In this March 23, 1980, file photo, a nun plants...

In this March 23, 1980, file photo, a nun plants a kiss on the forehead of slain Archbishop Oscar Arnulfo Romero of El Salvador at the Hospital of Divine Providence. Credit: AP

Fear ran so deep in El Salvador when Flor Buruca was growing up that her mother wouldn't let the family listen to radio broadcasts of Archbishop Oscar Romero's Sunday homilies because she thought the military would persecute them.

Now, 35 years after Romero's assassination by a right-wing death squad, Buruca, a nun with the Dominican Sisters of Amityville, is returning to her homeland.

She will witness a momentous event: the beatification of Romero, bringing him one step from sainthood.

Thousands of people are expected to attend the outdoor event Saturday in the nation's capital, San Salvador.

Pope Francis, the Catholic Church's first pontiff from Latin America, supported Romero's cause as a martyr of the faith. Sainthood is expected to follow, though no one knows exactly when, church experts say.

"I am very happy," Buruca, 49, said in Spanish. "He has always been a saint -- someone to admire for his courage and his love of the poor."

Buruca is among a small delegation of Long Islanders who traveled Thursday to El Salvador for the beatification. Nassau and Suffolk are home to an estimated 100,000 Salvadorans, one of the largest concentrations in the United States, according to community leaders.

Many of them fled El Salvador's bloody 1980-1992 civil war that left three American nuns and one lay-women, six Jesuit priests, and thousands of teachers, community organizers, church volunteers and others dead -- most at the hands of death squads and the U.S.-backed military, according to a United Nations commission. Roughly 75,000 people were killed.

Romero, known as the "voice of the voiceless," gained the enmity of the government and the military by denouncing state-sponsored human rights abuses, calling on soldiers to disobey orders to attack civilians, and urging then-President Jimmy Carter to cut off aid.

Buruca was a teenager when Romero, 62, was gunned down by a sniper on March 24, 1980, while celebrating Mass in a small chapel at the cancer hospital where he lived. She knew Romero was an important figure, but the repression and lack of open information was so fierce she knew relatively little about him, she said.

It wasn't until she fled to Long Island in 1988 that she learned the full depth of his life by studying his homilies, reading books and articles, and watching the 1989 film "Romero" starring Raul Julia.

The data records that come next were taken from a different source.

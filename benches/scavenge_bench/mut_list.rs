use criterion::{BatchSize, Criterion};
use scavenger::memory_manager;
use scavenger::util::test_util::fixtures::*;
use scavenger::{Capability, Heap, ObjectReference};

const ARRAYS: usize = 64;
const ELEMENTS: usize = 4096;

/// Old arrays on the remembered set, each with a single freshly written element.
fn sparse_writes() -> (Heap, Vec<Capability>) {
    let heap = test_heap(2);
    let mut caps = vec![Capability::new(0, 2)];
    let filler = alloc_closure(&heap, 1, constr_info("Old", 0, 1), &[], &[0]);
    let young = constr_info("Young", 0, 1);
    for i in 0..ARRAYS {
        let array = alloc_mut_arr(&heap, 1, &[filler; ELEMENTS]);
        let value = alloc_closure(&heap, 0, young, &[], &[i]);
        memory_manager::mut_arr_write(&heap, &mut caps[0], array, (i * 97) % ELEMENTS, value);
    }
    (heap, caps)
}

pub fn bench(c: &mut Criterion) {
    c.bench_function("remembered_card_marked_arrays", |b| {
        b.iter_batched(
            sparse_writes,
            |(heap, mut caps)| {
                let mut roots: [ObjectReference; 0] = [];
                let stats = memory_manager::collect_with_workers(
                    &heap,
                    0,
                    scavenger::Roots::closures(&mut roots),
                    &mut caps,
                    1,
                );
                stats.cards_scanned
            },
            BatchSize::LargeInput,
        )
    });
}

"I learned more [about Romero] here than in my own country," she said.

But she knew of the atrocities firsthand. She saw the bodies of victims hanging from trees or placed sitting up on park benches. She heard the fighting between the military and left-wing guerrillas in the distance outside her city, La Union.

"It was a very horrible conflict," Buruca said. "Many people suffered."

Buruca also came to know Sister Dorothy Kazel, one of the American nuns who were tortured, raped and killed by a death squad in December 1980. Romero and Kazel, who worked in La Union, inspired Buruca to become a nun, she said.

Today, she works in the pastoral care department at Nassau University Medical Center, ministering to patients and their families.

Joining Buruca on the trip to El Salvador was another Dominican Sister, Alice Fairchild, who has worked with Central American refugees on Long Island for years.

Witnessing the Romero ceremony "means so much," said Fairchild, who is based in Roslyn Heights. "I was just thrilled when I heard he was being beatified."

Also attending will be Deacon Francisco Cales, head of the Hispanic Apostolate for the Diocese of Rockville Centre. Cales was studying in a seminary in neighboring Guatemala in the 1970s when Romero rose to prominence for defending the poor.

Romero, Cales said, "lived for the people of God."